//! Gemini text-to-speech over the REST `generateContent` endpoint.
//!
//! The request asks for an `AUDIO` response modality with a prebuilt voice;
//! the response carries base64 PCM in the first candidate's inline data.

use crate::{NarrationConfig, WavInfo, encode_wav};
use async_trait::async_trait;
use base64::Engine;
use base64::engine::general_purpose::STANDARD;
use dreadcast_core::Story;
use dreadcast_error::{AdapterError, AdapterErrorKind, DreadcastResult};
use dreadcast_interface::{AudioArtifact, AudioArtifactBuilder, Narrator};
use reqwest::Client;
use serde::{Deserialize, Serialize};
use std::path::{Path, PathBuf};
use std::time::Duration;
use tracing::{debug, info, instrument};

//
// ─── WIRE TYPES ─────────────────────────────────────────────────────────────────
//

/// Body of a `generateContent` request.
#[derive(Debug, Clone, PartialEq, Serialize, Deserialize)]
#[serde(rename_all = "camelCase")]
pub struct GenerateContentRequest {
    /// Conversation turns; TTS uses a single text turn
    pub contents: Vec<Content>,
    /// Output configuration
    pub generation_config: GenerationConfig,
}

/// A content turn.
#[derive(Debug, Clone, PartialEq, Serialize, Deserialize)]
pub struct Content {
    /// Parts of the turn
    #[serde(default)]
    pub parts: Vec<Part>,
}

/// A text or inline-data part.
#[derive(Debug, Clone, PartialEq, Serialize, Deserialize)]
#[serde(rename_all = "camelCase")]
pub struct Part {
    /// Text payload
    #[serde(default, skip_serializing_if = "Option::is_none")]
    pub text: Option<String>,
    /// Binary payload
    #[serde(default, skip_serializing_if = "Option::is_none")]
    pub inline_data: Option<InlineData>,
}

/// Base64 binary payload with its MIME type.
#[derive(Debug, Clone, PartialEq, Serialize, Deserialize)]
#[serde(rename_all = "camelCase")]
pub struct InlineData {
    /// e.g. `audio/L16;codec=pcm;rate=24000`
    #[serde(default)]
    pub mime_type: String,
    /// Base64-encoded bytes
    pub data: String,
}

/// Generation settings requesting audio output.
#[derive(Debug, Clone, PartialEq, Serialize, Deserialize)]
#[serde(rename_all = "camelCase")]
pub struct GenerationConfig {
    /// Requested modalities (`["AUDIO"]`)
    pub response_modalities: Vec<String>,
    /// Voice selection
    pub speech_config: SpeechConfig,
}

/// Voice selection wrapper.
#[derive(Debug, Clone, PartialEq, Serialize, Deserialize)]
#[serde(rename_all = "camelCase")]
pub struct SpeechConfig {
    /// Voice configuration
    pub voice_config: VoiceConfig,
}

/// Voice configuration.
#[derive(Debug, Clone, PartialEq, Serialize, Deserialize)]
#[serde(rename_all = "camelCase")]
pub struct VoiceConfig {
    /// Named prebuilt voice
    pub prebuilt_voice_config: PrebuiltVoiceConfig,
}

/// A prebuilt voice by name.
#[derive(Debug, Clone, PartialEq, Serialize, Deserialize)]
#[serde(rename_all = "camelCase")]
pub struct PrebuiltVoiceConfig {
    /// Voice name (e.g., "Kore")
    pub voice_name: String,
}

/// Body of a `generateContent` response.
#[derive(Debug, Clone, PartialEq, Serialize, Deserialize)]
pub struct GenerateContentResponse {
    /// Generated candidates
    #[serde(default)]
    pub candidates: Vec<Candidate>,
}

/// A generated candidate.
#[derive(Debug, Clone, PartialEq, Serialize, Deserialize)]
#[serde(rename_all = "camelCase")]
pub struct Candidate {
    /// Candidate content
    #[serde(default)]
    pub content: Option<Content>,
    /// Why generation stopped
    #[serde(default)]
    pub finish_reason: Option<String>,
}

impl GenerateContentRequest {
    /// Build a TTS request for `text` spoken by `voice`.
    pub fn speech(text: impl Into<String>, voice: impl Into<String>) -> Self {
        Self {
            contents: vec![Content {
                parts: vec![Part {
                    text: Some(text.into()),
                    inline_data: None,
                }],
            }],
            generation_config: GenerationConfig {
                response_modalities: vec!["AUDIO".to_string()],
                speech_config: SpeechConfig {
                    voice_config: VoiceConfig {
                        prebuilt_voice_config: PrebuiltVoiceConfig {
                            voice_name: voice.into(),
                        },
                    },
                },
            },
        }
    }
}

impl GenerateContentResponse {
    /// First inline audio payload of the first candidate.
    pub fn audio(&self) -> Option<&InlineData> {
        self.candidates
            .first()?
            .content
            .as_ref()?
            .parts
            .iter()
            .find_map(|part| part.inline_data.as_ref())
    }
}

impl InlineData {
    /// Sample rate stated in the MIME type (`...;rate=24000`), if any.
    pub fn sample_rate(&self) -> Option<u32> {
        self.mime_type
            .split(';')
            .filter_map(|param| param.trim().strip_prefix("rate="))
            .find_map(|rate| rate.parse().ok())
    }

    /// Decode the base64 payload.
    pub fn decode(&self) -> DreadcastResult<Vec<u8>> {
        STANDARD.decode(self.data.as_bytes()).map_err(|e| {
            AdapterError::new(AdapterErrorKind::Audio(format!(
                "Base64 decode error: {}",
                e
            )))
            .into()
        })
    }
}

/// Text sent to the TTS model for a story.
///
/// With `include_title` the title is read first, followed by a pause;
/// otherwise only the body is narrated.
pub fn narration_text(story: &Story, include_title: bool) -> String {
    if include_title {
        format!("{}.\n\n{}", story.title().trim_end_matches('.'), story.body())
    } else {
        story.body().to_string()
    }
}

//
// ─── CLIENT ─────────────────────────────────────────────────────────────────────
//

/// Gemini TTS narrator writing `<audio_dir>/<title>_<id>.wav`.
#[derive(Clone)]
pub struct GeminiNarrator {
    client: Client,
    api_key: String,
    config: NarrationConfig,
    audio_dir: PathBuf,
}

impl std::fmt::Debug for GeminiNarrator {
    fn fmt(&self, f: &mut std::fmt::Formatter<'_>) -> std::fmt::Result {
        f.debug_struct("GeminiNarrator")
            .field("model", &self.config.model)
            .field("voice", &self.config.voice)
            .field("audio_dir", &self.audio_dir)
            .finish_non_exhaustive()
    }
}

impl GeminiNarrator {
    /// Creates a new narrator.
    ///
    /// The API key comes from `config.api_key`, falling back to the
    /// `GEMINI_API_KEY` environment variable.
    ///
    /// # Errors
    ///
    /// Returns an error if:
    /// - No API key is configured
    /// - The HTTP client cannot be initialized
    #[instrument(skip_all, fields(model = %config.model, voice = %config.voice))]
    pub fn new(config: NarrationConfig, audio_dir: impl Into<PathBuf>) -> DreadcastResult<Self> {
        let api_key = config
            .resolve_api_key()
            .ok_or_else(|| AdapterError::new(AdapterErrorKind::MissingApiKey))?;

        let client = Client::builder()
            .timeout(Duration::from_secs(config.timeout_secs))
            .build()
            .map_err(|e| {
                AdapterError::new(AdapterErrorKind::InvalidRequest(format!(
                    "Failed to build HTTP client: {}",
                    e
                )))
            })?;

        Ok(Self {
            client,
            api_key,
            config,
            audio_dir: audio_dir.into(),
        })
    }

    /// Override the voice for this narrator.
    pub fn with_voice(mut self, voice: impl Into<String>) -> Self {
        self.config.voice = voice.into();
        self
    }

    /// Directory audio files are written to.
    pub fn audio_dir(&self) -> &Path {
        &self.audio_dir
    }

    fn endpoint(&self) -> String {
        format!(
            "{}/models/{}:generateContent",
            self.config.base_url.trim_end_matches('/'),
            self.config.model
        )
    }

    /// Call the API and return raw PCM plus its sample rate.
    async fn request_pcm(&self, text: String) -> DreadcastResult<(Vec<u8>, u32)> {
        let request = GenerateContentRequest::speech(text, self.config.voice.clone());

        let response = self
            .client
            .post(self.endpoint())
            .header("x-goog-api-key", &self.api_key)
            .json(&request)
            .send()
            .await
            .map_err(|e| AdapterError::new(AdapterErrorKind::Network(e.to_string())))?;

        if !response.status().is_success() {
            let status = response.status().as_u16();
            let error_text = response.text().await.unwrap_or_default();
            return Err(AdapterError::new(AdapterErrorKind::Http {
                status_code: status,
                message: error_text,
            })
            .into());
        }

        let body: GenerateContentResponse = response.json().await.map_err(|e| {
            AdapterError::new(AdapterErrorKind::InvalidResponse(format!(
                "Failed to parse response: {}",
                e
            )))
        })?;

        let inline = body.audio().ok_or_else(|| {
            let reason = body
                .candidates
                .first()
                .and_then(|c| c.finish_reason.clone())
                .unwrap_or_else(|| "no candidates".to_string());
            AdapterError::new(AdapterErrorKind::InvalidResponse(format!(
                "Response contained no audio ({})",
                reason
            )))
        })?;

        let pcm = inline.decode()?;
        let sample_rate = inline.sample_rate().unwrap_or(self.config.sample_rate);
        debug!(bytes = pcm.len(), sample_rate, mime = %inline.mime_type, "Received audio");

        Ok((pcm, sample_rate))
    }
}

#[async_trait]
impl Narrator for GeminiNarrator {
    #[instrument(skip(self, story), fields(id = %story.id(), model = %self.config.model))]
    async fn synthesize(&self, story: &Story) -> DreadcastResult<AudioArtifact> {
        let (pcm, sample_rate) = self
            .request_pcm(narration_text(story, self.config.include_title))
            .await?;
        if pcm.is_empty() {
            return Err(AdapterError::new(AdapterErrorKind::Audio(
                "TTS returned empty audio".to_string(),
            ))
            .into());
        }

        let wav = encode_wav(&pcm, sample_rate, 1, 16)?;
        let info = WavInfo::parse(&wav)?;
        let path = self.audio_dir.join(format!("{}.wav", story.artifact_stem()));
        write_artifact(&path, &wav).await?;

        info!(
            path = %path.display(),
            duration_secs = info.duration_secs(),
            "Saved narration audio"
        );

        AudioArtifactBuilder::default()
            .path(path)
            .duration_secs(info.duration_secs())
            .sample_rate(sample_rate)
            .size_bytes(wav.len() as u64)
            .build()
            .map_err(|e| AdapterError::new(AdapterErrorKind::Audio(e.to_string())).into())
    }

    fn provider_name(&self) -> &'static str {
        "gemini"
    }
}

/// Write an artifact via temp file + rename, creating parent directories.
async fn write_artifact(path: &Path, bytes: &[u8]) -> DreadcastResult<()> {
    if let Some(parent) = path.parent() {
        tokio::fs::create_dir_all(parent).await.map_err(|e| {
            AdapterError::new(AdapterErrorKind::Audio(format!(
                "Failed to create {}: {}",
                parent.display(),
                e
            )))
        })?;
    }

    let temp_path = path.with_extension("wav.tmp");
    tokio::fs::write(&temp_path, bytes).await.map_err(|e| {
        AdapterError::new(AdapterErrorKind::Audio(format!(
            "Failed to write {}: {}",
            temp_path.display(),
            e
        )))
    })?;
    tokio::fs::rename(&temp_path, path).await.map_err(|e| {
        AdapterError::new(AdapterErrorKind::Audio(format!(
            "Failed to move audio into place at {}: {}",
            path.display(),
            e
        )))
    })?;
    Ok(())
}

#[cfg(test)]
mod tests {
    use super::*;

    #[test]
    fn test_speech_request_shape() {
        let request = GenerateContentRequest::speech("Boo.", "Kore");
        let json = serde_json::to_value(&request).unwrap();

        assert_eq!(json["contents"][0]["parts"][0]["text"], "Boo.");
        assert!(json["contents"][0]["parts"][0].get("inlineData").is_none());
        assert_eq!(json["generationConfig"]["responseModalities"][0], "AUDIO");
        assert_eq!(
            json["generationConfig"]["speechConfig"]["voiceConfig"]["prebuiltVoiceConfig"]
                ["voiceName"],
            "Kore"
        );
    }

    #[test]
    fn test_response_audio_extraction() {
        let body = r#"{
            "candidates": [{
                "content": {"parts": [{"inlineData": {
                    "mimeType": "audio/L16;codec=pcm;rate=24000",
                    "data": "AAABAAIA"
                }}]},
                "finishReason": "STOP"
            }]
        }"#;
        let response: GenerateContentResponse = serde_json::from_str(body).unwrap();
        let audio = response.audio().unwrap();

        assert_eq!(audio.sample_rate(), Some(24_000));
        assert_eq!(audio.decode().unwrap(), vec![0, 0, 1, 0, 2, 0]);
    }

    #[test]
    fn test_response_without_audio() {
        let body = r#"{"candidates": [{"finishReason": "SAFETY"}]}"#;
        let response: GenerateContentResponse = serde_json::from_str(body).unwrap();
        assert!(response.audio().is_none());
    }

    #[test]
    fn test_sample_rate_missing_from_mime() {
        let inline = InlineData {
            mime_type: "audio/pcm".to_string(),
            data: String::new(),
        };
        assert_eq!(inline.sample_rate(), None);
    }

    fn door_story() -> Story {
        serde_json::from_str(
            r#"{"id":"abc","title":"The Door.","body":"Something knocked.","score":1,"created_at":"2025-10-01T00:00:00Z"}"#,
        )
        .unwrap()
    }

    #[test]
    fn test_narration_text_reads_title_then_body() {
        assert_eq!(
            narration_text(&door_story(), true),
            "The Door.\n\nSomething knocked."
        );
    }

    #[test]
    fn test_narration_text_body_only() {
        assert_eq!(narration_text(&door_story(), false), "Something knocked.");
    }

    #[tokio::test]
    async fn test_write_artifact_leaves_no_temp_file() {
        let dir = tempfile::TempDir::new().unwrap();
        let path = dir.path().join("nested").join("story_1.wav");
        let wav = encode_wav(&[0u8; 480], 24_000, 1, 16).unwrap();

        write_artifact(&path, &wav).await.unwrap();

        assert_eq!(std::fs::read(&path).unwrap(), wav);
        assert!(!path.with_extension("wav.tmp").exists());
    }

    #[test]
    fn test_configured_key_builds_narrator() {
        let config = NarrationConfig {
            api_key: Some("test-key".to_string()),
            include_title: false,
            ..NarrationConfig::default()
        };
        let narrator = GeminiNarrator::new(config, "audio").unwrap();
        assert_eq!(narrator.audio_dir(), Path::new("audio"));
        assert_eq!(narrator.provider_name(), "gemini");
    }
}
********************
= WHAT TO PRODUCE =
Find the lines above with the word "endpoint". Copy them out.

= TASK RESULT =
//! Gemini text-to-speech over the REST `generateContent` endpoint.
    fn endpoint(&self) -> String {
            .post(self.endpoint())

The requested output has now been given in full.